L'Université d'Edimbourg et le centre de recherche américain IBM TJ Watson viennent d'annoncer un partenariat de recherche de cinq ans. Ce projet va permettre l'utilisation des superordinateurs d'IBM par les laboratoires de recherche d'Edimbourg pour accélérer la conception des inhibiteurs contre le virus du sida.
Glenn Martyna, chercheur à IBM explique que : "l'un des plus grands défis du corps médical est de trouver un vaccin pour le virus du sida. En combinant les recherches expérimentales de l'Université d'Edimbourg et les capacités de simulation de l'ordinateur le plus puissant du monde, le Blue Gene d'IBM, on ne peut qu'espérer être plus proche du but".

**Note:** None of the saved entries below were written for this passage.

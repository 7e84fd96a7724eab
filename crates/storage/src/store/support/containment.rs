#![forbid(unsafe_code)]

//! Parent-chain resolution for creates.
//!
//! Every create resolves its declared ancestors through here, and every
//! denormalized ancestor key a child copies is compared against the row the
//! link actually points at. Lookups go through a [`LookupCache`] so a batch
//! that shares a parent resolves it once.

use super::super::*;
use std::collections::HashMap;
use temdb_core::hierarchy::{KeyMismatch, Lineage, check_key, check_lineage, roi_belongs_to};

/// Declared parent context of a new ROI.
#[derive(Clone, Copy, Debug, PartialEq, Eq)]
pub struct RoiParentKeys<'a> {
    pub specimen_id: &'a str,
    pub block_id: &'a str,
    pub section_id: &'a str,
    pub substrate_media_id: &'a str,
    pub parent_roi_id: Option<&'a str>,
}

impl<'a> RoiParentKeys<'a> {
    pub fn from_request(request: &'a CreateRoiRequest) -> Self {
        Self {
            specimen_id: &request.specimen_id,
            block_id: &request.block_id,
            section_id: &request.section_id,
            substrate_media_id: &request.substrate_media_id,
            parent_roi_id: request.parent_roi_id.as_deref(),
        }
    }
}

#[derive(Clone, Debug)]
pub(in crate::store) struct ResolvedRoiParent {
    pub(in crate::store) section: SectionRow,
    pub(in crate::store) parent: Option<RoiRow>,
    pub(in crate::store) hierarchy_level: u32,
}

#[derive(Debug, Default)]
pub(in crate::store) struct LookupCache {
    specimens: HashMap<String, SpecimenRow>,
    blocks: HashMap<(String, String), BlockRow>,
    cutting_sessions: HashMap<String, CuttingSessionRow>,
    substrates: HashMap<String, SubstrateRow>,
    sections: HashMap<String, SectionRow>,
    rois: HashMap<String, RoiRow>,
    queries: usize,
}

impl LookupCache {
    /// Number of store round trips made so far.
    pub(in crate::store) fn queries(&self) -> usize {
        self.queries
    }

    pub(in crate::store) fn specimen(
        &mut self,
        conn: &Connection,
        specimen_id: &str,
    ) -> Result<SpecimenRow, StoreError> {
        if let Some(row) = self.specimens.get(specimen_id) {
            return Ok(row.clone());
        }
        self.queries += 1;
        let row = require_specimen(conn, specimen_id)?;
        self.specimens.insert(specimen_id.to_string(), row.clone());
        Ok(row)
    }

    pub(in crate::store) fn block(
        &mut self,
        conn: &Connection,
        specimen_id: &str,
        block_id: &str,
    ) -> Result<BlockRow, StoreError> {
        let key = (specimen_id.to_string(), block_id.to_string());
        if let Some(row) = self.blocks.get(&key) {
            return Ok(row.clone());
        }
        self.queries += 1;
        let row = require_block(conn, specimen_id, block_id)?;
        self.blocks.insert(key, row.clone());
        Ok(row)
    }

    pub(in crate::store) fn cutting_session(
        &mut self,
        conn: &Connection,
        cutting_session_id: &str,
    ) -> Result<CuttingSessionRow, StoreError> {
        if let Some(row) = self.cutting_sessions.get(cutting_session_id) {
            return Ok(row.clone());
        }
        self.queries += 1;
        let row = require_cutting_session(conn, cutting_session_id)?;
        self.cutting_sessions
            .insert(cutting_session_id.to_string(), row.clone());
        Ok(row)
    }

    pub(in crate::store) fn substrate(
        &mut self,
        conn: &Connection,
        media_id: &str,
    ) -> Result<SubstrateRow, StoreError> {
        if let Some(row) = self.substrates.get(media_id) {
            return Ok(row.clone());
        }
        self.queries += 1;
        let row = require_substrate(conn, media_id)?;
        self.substrates.insert(media_id.to_string(), row.clone());
        Ok(row)
    }

    pub(in crate::store) fn section(
        &mut self,
        conn: &Connection,
        section_id: &str,
    ) -> Result<SectionRow, StoreError> {
        if let Some(row) = self.sections.get(section_id) {
            return Ok(row.clone());
        }
        self.queries += 1;
        let row = require_section(conn, section_id)?;
        self.sections.insert(section_id.to_string(), row.clone());
        Ok(row)
    }

    pub(in crate::store) fn roi(&mut self, conn: &Connection, roi_id: &str) -> Result<RoiRow, StoreError> {
        if let Some(row) = self.rois.get(roi_id) {
            return Ok(row.clone());
        }
        self.queries += 1;
        let row = require_roi(conn, roi_id)?;
        self.rois.insert(roi_id.to_string(), row.clone());
        Ok(row)
    }

    /// Makes a row inserted earlier in the same transaction resolvable as a parent.
    pub(in crate::store) fn remember_roi(&mut self, row: RoiRow) {
        self.rois.insert(row.roi_id.clone(), row);
    }
}

fn inconsistent(context: String, mismatch: KeyMismatch) -> StoreError {
    StoreError::InconsistentHierarchy(format!("{context}: {}", mismatch.message()))
}

/// Resolves the section, substrate and optional parent ROI a new ROI hangs off,
/// and checks that the declared keys agree with what was resolved.
pub(in crate::store) fn resolve_roi_parent(
    conn: &Connection,
    cache: &mut LookupCache,
    keys: RoiParentKeys<'_>,
) -> Result<ResolvedRoiParent, StoreError> {
    let section = cache.section(conn, keys.section_id)?;
    cache.substrate(conn, keys.substrate_media_id)?;

    check_lineage(
        Lineage {
            specimen_id: keys.specimen_id,
            block_id: keys.block_id,
        },
        Lineage {
            specimen_id: &section.specimen_id,
            block_id: &section.block_id,
        },
    )
    .map_err(|mismatch| inconsistent(format!("section '{}'", section.section_id), mismatch))?;
    check_key(
        "substrate_media_id",
        keys.substrate_media_id,
        &section.media_id,
    )
    .map_err(|mismatch| inconsistent(format!("section '{}'", section.section_id), mismatch))?;

    let parent = match keys.parent_roi_id {
        Some(parent_roi_id) => {
            let parent = cache.roi(conn, parent_roi_id)?;
            if parent.section_ref != section.id {
                return Err(StoreError::InconsistentHierarchy(format!(
                    "parent ROI '{}' belongs to section '{}', not '{}'",
                    parent.roi_id, parent.section_id, section.section_id
                )));
            }
            Some(parent)
        }
        None => None,
    };

    let hierarchy_level = parent
        .as_ref()
        .map_or(1, |parent| parent.hierarchy_level + 1);

    Ok(ResolvedRoiParent {
        section,
        parent,
        hierarchy_level,
    })
}

/// An acquisition task's ROI must live under the task's block and specimen.
pub fn validate_task_roi_consistency(
    roi: &RoiRow,
    block: &BlockRow,
    specimen: &SpecimenRow,
) -> Result<(), StoreError> {
    let lineage = Lineage {
        specimen_id: &roi.specimen_id,
        block_id: &roi.block_id,
    };
    if roi_belongs_to(lineage, &block.block_id, &specimen.specimen_id) {
        return Ok(());
    }
    Err(StoreError::InconsistentHierarchy(format!(
        "ROI '{}' does not belong to block '{}' or specimen '{}'",
        roi.roi_id, block.block_id, specimen.specimen_id
    )))
}

/// Compares a section's declared specimen/block (when given) with its cutting session.
pub(in crate::store) fn check_section_lineage(
    session: &CuttingSessionRow,
    specimen_id: Option<&str>,
    block_id: Option<&str>,
) -> Result<(), StoreError> {
    let context = || format!("cutting session '{}'", session.cutting_session_id);
    if let Some(specimen_id) = specimen_id {
        check_key("specimen_id", specimen_id, &session.specimen_id)
            .map_err(|mismatch| inconsistent(context(), mismatch))?;
    }
    if let Some(block_id) = block_id {
        check_key("block_id", block_id, &session.block_id)
            .map_err(|mismatch| inconsistent(context(), mismatch))?;
    }
    Ok(())
}

#[cfg(test)]
mod tests {
    use super::*;
    use rusqlite::params;

    fn seeded() -> Connection {
        let conn = Connection::open_in_memory().expect("open in-memory db");
        install_schema(&conn).expect("install schema");
        conn.execute_batch(
            r#"
            INSERT INTO specimens(id, specimen_id, created_at_ms, updated_at_ms)
              VALUES (1, 'SPEC001', 0, 0);
            INSERT INTO blocks(id, block_id, specimen_ref, specimen_id, created_at_ms, updated_at_ms)
              VALUES (1, 'BLK001', 1, 'SPEC001', 0, 0);
            INSERT INTO cutting_sessions(id, cutting_session_id, block_ref, block_id, specimen_id,
                start_time_ms, media_type, created_at_ms, updated_at_ms)
              VALUES (1, 'CUT001', 1, 'BLK001', 'SPEC001', 0, 'tape', 0, 0);
            INSERT INTO substrates(id, media_id, media_type, status, created_at_ms, updated_at_ms)
              VALUES (1, 'SUB001', 'wafer', 'new', 0, 0);
            INSERT INTO substrates(id, media_id, media_type, status, created_at_ms, updated_at_ms)
              VALUES (2, 'SUB002', 'wafer', 'new', 0, 0);
            INSERT INTO sections(id, section_id, section_number, cutting_session_ref, substrate_ref,
                cutting_session_id, block_id, specimen_id, media_id, cut_at_ms, created_at_ms, updated_at_ms)
              VALUES (1, 'SEC001', 1, 1, 1, 'CUT001', 'BLK001', 'SPEC001', 'SUB001', 0, 0, 0);
            INSERT INTO sections(id, section_id, section_number, cutting_session_ref, substrate_ref,
                cutting_session_id, block_id, specimen_id, media_id, cut_at_ms, created_at_ms, updated_at_ms)
              VALUES (2, 'SEC002', 2, 1, 1, 'CUT001', 'BLK001', 'SPEC001', 'SUB001', 0, 0, 0);
            "#,
        )
        .expect("seed rows");
        conn.execute(
            "INSERT INTO rois(id, roi_id, roi_number, hierarchy_level, section_ref, section_id,
                block_id, specimen_id, substrate_media_id, created_at_ms, updated_at_ms)
             VALUES (1, ?1, 1, 1, 1, 'SEC001', 'BLK001', 'SPEC001', 'SUB001', 0, 0)",
            params!["SPEC001.BLK001.SEC001.SUB001.ROI001"],
        )
        .expect("seed roi");
        conn
    }

    fn keys<'a>(section_id: &'a str, parent: Option<&'a str>) -> RoiParentKeys<'a> {
        RoiParentKeys {
            specimen_id: "SPEC001",
            block_id: "BLK001",
            section_id,
            substrate_media_id: "SUB001",
            parent_roi_id: parent,
        }
    }

    #[test]
    fn resolves_top_level_and_nested_parents() {
        let conn = seeded();
        let mut cache = LookupCache::default();

        let top = resolve_roi_parent(&conn, &mut cache, keys("SEC001", None)).expect("top");
        assert_eq!(top.section.section_id, "SEC001");
        assert!(top.parent.is_none());
        assert_eq!(top.hierarchy_level, 1);

        let nested = resolve_roi_parent(
            &conn,
            &mut cache,
            keys("SEC001", Some("SPEC001.BLK001.SEC001.SUB001.ROI001")),
        )
        .expect("nested");
        assert_eq!(nested.hierarchy_level, 2);
    }

    #[test]
    fn shared_parents_are_looked_up_once() {
        let conn = seeded();
        let mut cache = LookupCache::default();
        for _ in 0..5 {
            resolve_roi_parent(&conn, &mut cache, keys("SEC001", None)).expect("resolve");
        }
        // One section and one substrate query, no matter how many items share them.
        assert_eq!(cache.queries(), 2);
    }

    #[test]
    fn missing_ancestors_are_not_found() {
        let conn = seeded();
        let mut cache = LookupCache::default();

        let err = resolve_roi_parent(&conn, &mut cache, keys("SEC404", None)).unwrap_err();
        assert!(matches!(
            err,
            StoreError::NotFound {
                entity: EntityKind::Section,
                ..
            }
        ));

        let mut bad_substrate = keys("SEC001", None);
        bad_substrate.substrate_media_id = "SUB404";
        let err = resolve_roi_parent(&conn, &mut cache, bad_substrate).unwrap_err();
        assert!(matches!(
            err,
            StoreError::NotFound {
                entity: EntityKind::Substrate,
                ..
            }
        ));

        let err = resolve_roi_parent(&conn, &mut cache, keys("SEC001", Some("S.B.C.M.ROI009")))
            .unwrap_err();
        assert!(matches!(
            err,
            StoreError::NotFound {
                entity: EntityKind::Roi,
                ..
            }
        ));
    }

    #[test]
    fn declared_keys_must_match_the_section() {
        let conn = seeded();
        let mut cache = LookupCache::default();

        let mut wrong_block = keys("SEC001", None);
        wrong_block.block_id = "BLK999";
        let err = resolve_roi_parent(&conn, &mut cache, wrong_block).unwrap_err();
        assert!(matches!(err, StoreError::InconsistentHierarchy(_)));

        let mut wrong_media = keys("SEC001", None);
        wrong_media.substrate_media_id = "SUB002";
        let err = resolve_roi_parent(&conn, &mut cache, wrong_media).unwrap_err();
        assert!(matches!(err, StoreError::InconsistentHierarchy(_)));
    }

    #[test]
    fn parent_roi_must_share_the_section() {
        let conn = seeded();
        let mut cache = LookupCache::default();
        let err = resolve_roi_parent(
            &conn,
            &mut cache,
            keys("SEC002", Some("SPEC001.BLK001.SEC001.SUB001.ROI001")),
        )
        .unwrap_err();
        assert!(matches!(err, StoreError::InconsistentHierarchy(_)));
    }
}
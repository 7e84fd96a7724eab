#![forbid(unsafe_code)]

mod acquisitions;
mod blocks;
mod cutting_sessions;
mod error;
mod integrity;
mod requests;
mod rois;
mod sections;
mod specimens;
mod substrates;
mod support;
mod tasks;
mod tiles;
mod timestamp;
mod types;

pub use error::StoreError;
pub use requests::*;
pub use support::{RoiParentKeys, validate_task_roi_consistency};
pub use timestamp::{format_rfc3339, now_ms, parse_rfc3339};
pub use types::*;

use rusqlite::{Connection, ErrorCode};
use std::path::{Path, PathBuf};
use std::time::Duration;
use support::*;
use temdb_core::hierarchy::EntityKind;
use temdb_core::ids::canonical_key;

const DB_FILE_NAME: &str = "temdb.db";

pub struct SqliteStore {
    conn: Connection,
    storage_dir: PathBuf,
}

impl SqliteStore {
    pub fn open(storage_dir: impl AsRef<Path>) -> Result<Self, StoreError> {
        let storage_dir = storage_dir.as_ref().to_path_buf();
        std::fs::create_dir_all(&storage_dir)?;

        let db_path = storage_dir.join(DB_FILE_NAME);
        let conn = Connection::open(&db_path)?;
        conn.busy_timeout(Duration::from_secs(5))?;
        install_schema(&conn)?;

        tracing::info!(path = %db_path.display(), "opened temdb store");
        Ok(Self { conn, storage_dir })
    }

    pub fn storage_dir(&self) -> &Path {
        &self.storage_dir
    }

    /// Cheap round trip used by health checks.
    pub fn ping(&self) -> Result<(), StoreError> {
        self.conn.query_row("SELECT 1", [], |row| row.get::<_, i64>(0))?;
        Ok(())
    }
}

fn map_insert_conflict(err: rusqlite::Error, entity: EntityKind, key: &str) -> StoreError {
    if is_constraint_violation(&err) {
        return StoreError::Conflict {
            entity,
            key: key.to_string(),
        };
    }
    StoreError::Sql(err)
}

fn is_constraint_violation(err: &rusqlite::Error) -> bool {
    match err {
        rusqlite::Error::SqliteFailure(code, message) => {
            code.code == ErrorCode::ConstraintViolation
                || message.as_deref().is_some_and(|value| {
                    value.contains("UNIQUE constraint failed")
                        || value.contains("PRIMARY KEY constraint failed")
                })
        }
        _ => false,
    }
}

fn to_sqlite_i64(value: usize) -> Result<i64, StoreError> {
    i64::try_from(value).map_err(|_| StoreError::InvalidInput("numeric overflow".to_string()))
}

fn canonicalize(field: &'static str, value: &str) -> Result<String, StoreError> {
    canonical_key(value)
        .map_err(|err| StoreError::InvalidInput(format!("invalid {field}: {}", err.message())))
}

fn canonicalize_opt(field: &'static str, value: Option<&str>) -> Result<Option<String>, StoreError> {
    value.map(|value| canonicalize(field, value)).transpose()
}

/// Tags a batch item's failure with its position; infrastructure errors pass through.
fn with_batch_index(err: StoreError, index: usize) -> StoreError {
    if err.is_internal() {
        return err;
    }
    StoreError::BatchItem {
        index,
        source: Box::new(err),
    }
}

/// Trims free text; blank strings become `None`.
fn clean_text(value: Option<String>) -> Option<String> {
    value
        .map(|value| value.trim().to_string())
        .filter(|value| !value.is_empty())
}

La plupart des recherches contre le VIH s'intéressent au comportement du virus après l'infection, c'est-à-dire lorsque le virus s'est multiplié et est passé dans la circulation sanguine. Le but de ce projet est de cibler le processus d'infection lui-même en s'intéressant particulièrement au matériel génétique du virus qui lui permet d'entrer dans la cellule humaine. Grâce à la puissance de calcul du superordinateur Blue Gene d'IBM, les chercheurs de l'Université d'Edimbourg vont pouvoir mettre en oeuvre une nouvelle approche dont le but est de concevoir simultanément des inhibiteurs multiples qui empêcheront le virus d'effectuer des mutations qui rendent les traitements classiques inopérants. Pour cela, les chercheurs examinent une protéine ou plus précisément un peptide. Celui-ci constitue un fragment de la surface du virus qui est crucial dans la stimulation de l'immunité du corps en réponse à l'attaque virale. La compréhension de la structure et du comportement du peptide permettrait de concevoir simultanément des médicaments multiples capables de cibler le processus d'infection.
"C'est une nouvelle approche pour la conception de médicament" explique Jason Crain du laboratoire de physique de l'Université d'Edimbourg.